The only question that remains is whether the non-cereal companion species could/would add ecosystem services not provided by the cereal cover crop or help you attain specific goals.
A caveat of this type of volunteer spring wheat as a 'cover crop' is that, because of its early and very successful establishment, it is the perfect green bridge for some potentially serious pest and disease problems in next year's spring wheat in close proximity.

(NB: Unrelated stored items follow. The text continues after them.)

//! Client-held symmetric secret.
//!
//! The secret is 256 bits of CSPRNG output. It never reaches the server; the
//! only backup path is the base64 export shown to the user once.

use base64::engine::general_purpose::STANDARD;
use base64::Engine;
use zeroize::{Zeroize, ZeroizeOnDrop, Zeroizing};

use crate::error::{DiaryError, Result};

/// Length of the secret key in bytes (256 bits for AES-256).
pub const KEY_LENGTH: usize = 32;

/// Length of the per-user encryption salt in bytes.
pub const ENCRYPTION_SALT_LENGTH: usize = 16;

/// A 256-bit symmetric key held only by the client.
///
/// Key material is zeroized from memory when dropped.
#[derive(Clone, ZeroizeOnDrop)]
pub struct SecretKey {
    key: [u8; KEY_LENGTH],
}

impl SecretKey {
    /// Wrap raw key bytes.
    ///
    /// # Security
    ///
    /// The caller is responsible for ensuring the bytes come from a secure source.
    pub fn from_bytes(bytes: [u8; KEY_LENGTH]) -> Self {
        Self { key: bytes }
    }

    /// Get a reference to the raw key bytes.
    ///
    /// # Security
    ///
    /// Avoid storing or logging this value. Use only for immediate cipher setup.
    pub fn as_bytes(&self) -> &[u8; KEY_LENGTH] {
        &self.key
    }
}

impl std::fmt::Debug for SecretKey {
    fn fmt(&self, f: &mut std::fmt::Formatter<'_>) -> std::fmt::Result {
        f.debug_struct("SecretKey")
            .field("key", &"[REDACTED]")
            .finish()
    }
}

/// Fill a buffer from the operating system CSPRNG.
pub(crate) fn fill_random(buf: &mut [u8]) -> Result<()> {
    getrandom::getrandom(buf)
        .map_err(|e| DiaryError::Crypto(format!("Random number generation failed: {}", e)))
}

/// Generate a new random secret.
pub fn generate_secret() -> Result<SecretKey> {
    let mut bytes = [0u8; KEY_LENGTH];
    fill_random(&mut bytes)?;
    let key = SecretKey::from_bytes(bytes);
    bytes.zeroize();
    Ok(key)
}

/// Encode a secret as base64 for display, download or copy.
///
/// The returned string is the key itself; it is wrapped in `Zeroizing` so the
/// caller's copy is wiped when dropped.
pub fn export_for_backup(secret: &SecretKey) -> Zeroizing<String> {
    Zeroizing::new(STANDARD.encode(secret.as_bytes()))
}

/// Parse a secret previously produced by [`export_for_backup`].
///
/// Surrounding whitespace is ignored (keys are often pasted from files).
///
/// # Errors
///
/// Returns `DiaryError::MalformedSecret` if the input is not base64 or does not
/// decode to exactly 32 bytes.
pub fn import_from_input(input: &str) -> Result<SecretKey> {
    let trimmed = input.trim();
    if trimmed.is_empty() {
        return Err(DiaryError::MalformedSecret(
            "Encryption key cannot be empty".to_string(),
        ));
    }

    let decoded = Zeroizing::new(
        STANDARD
            .decode(trimmed.as_bytes())
            .map_err(|_| DiaryError::MalformedSecret("Key is not valid base64".to_string()))?,
    );

    if decoded.len() != KEY_LENGTH {
        return Err(DiaryError::MalformedSecret(format!(
            "Key must decode to {} bytes (got {})",
            KEY_LENGTH,
            decoded.len()
        )));
    }

    let mut bytes = [0u8; KEY_LENGTH];
    bytes.copy_from_slice(&decoded);
    let key = SecretKey::from_bytes(bytes);
    bytes.zeroize();
    Ok(key)
}

/// Generate the per-user encryption salt stored on the account record.
///
/// Nothing derives a key from this value yet; the client key is random and
/// used directly.
pub fn generate_encryption_salt() -> Result<String> {
    let mut salt = [0u8; ENCRYPTION_SALT_LENGTH];
    fill_random(&mut salt)?;
    Ok(STANDARD.encode(salt))
}

#[cfg(test)]
mod tests {
    use super::*;

    #[test]
    fn test_generate_secret_length_and_randomness() {
        let a = generate_secret().unwrap();
        let b = generate_secret().unwrap();
        assert_eq!(a.as_bytes().len(), KEY_LENGTH);
        assert_ne!(a.as_bytes(), b.as_bytes());
    }

    #[test]
    fn test_export_import_round_trip() {
        let secret = generate_secret().unwrap();
        let exported = export_for_backup(&secret);
        let imported = import_from_input(&exported).unwrap();
        assert_eq!(secret.as_bytes(), imported.as_bytes());
    }

    #[test]
    fn test_import_ignores_surrounding_whitespace() {
        let secret = SecretKey::from_bytes([7u8; KEY_LENGTH]);
        let exported = export_for_backup(&secret);
        let padded = format!("  {}\n", exported.as_str());
        let imported = import_from_input(&padded).unwrap();
        assert_eq!(imported.as_bytes(), &[7u8; KEY_LENGTH]);
    }

    #[test]
    fn test_import_rejects_wrong_length() {
        let short = STANDARD.encode([1u8; 16]);
        let result = import_from_input(&short);
        assert!(matches!(result, Err(DiaryError::MalformedSecret(_))));
        assert!(result.unwrap_err().to_string().contains("32 bytes"));
    }

    #[test]
    fn test_import_rejects_non_base64() {
        let result = import_from_input("not base64 at all!");
        assert!(matches!(result, Err(DiaryError::MalformedSecret(_))));
    }

    #[test]
    fn test_import_rejects_empty() {
        assert!(matches!(
            import_from_input("   "),
            Err(DiaryError::MalformedSecret(_))
        ));
    }

    #[test]
    fn test_secret_debug_redacts() {
        let secret = SecretKey::from_bytes([0xAB; KEY_LENGTH]);
        let debug_output = format!("{:?}", secret);
        assert!(debug_output.contains("REDACTED"));
        assert!(!debug_output.contains("ab, ab"));
        assert!(!debug_output.contains("171"));
    }

    #[test]
    fn test_encryption_salt_is_base64_of_16_bytes() {
        let salt = generate_encryption_salt().unwrap();
        let decoded = STANDARD.decode(salt.as_bytes()).unwrap();
        assert_eq!(decoded.len(), ENCRYPTION_SALT_LENGTH);
    }
}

This will only become a concern if some or all of the spring wheat overwinters. The likelihood that any of it will survive the winter depends on the amount of snow cover this winter and whether the spring variety in question carries a vernalization gene inherited from a winter wheat at some point in the family tree.
Should that be a reason to abandon the idea that volunteer spring cereal can serve as a cover crop? Absolutely not. Terminating any surviving volunteer in very early spring with a combination of a burndown herbicide and tillage all but eliminates the risk that the green bridge closes.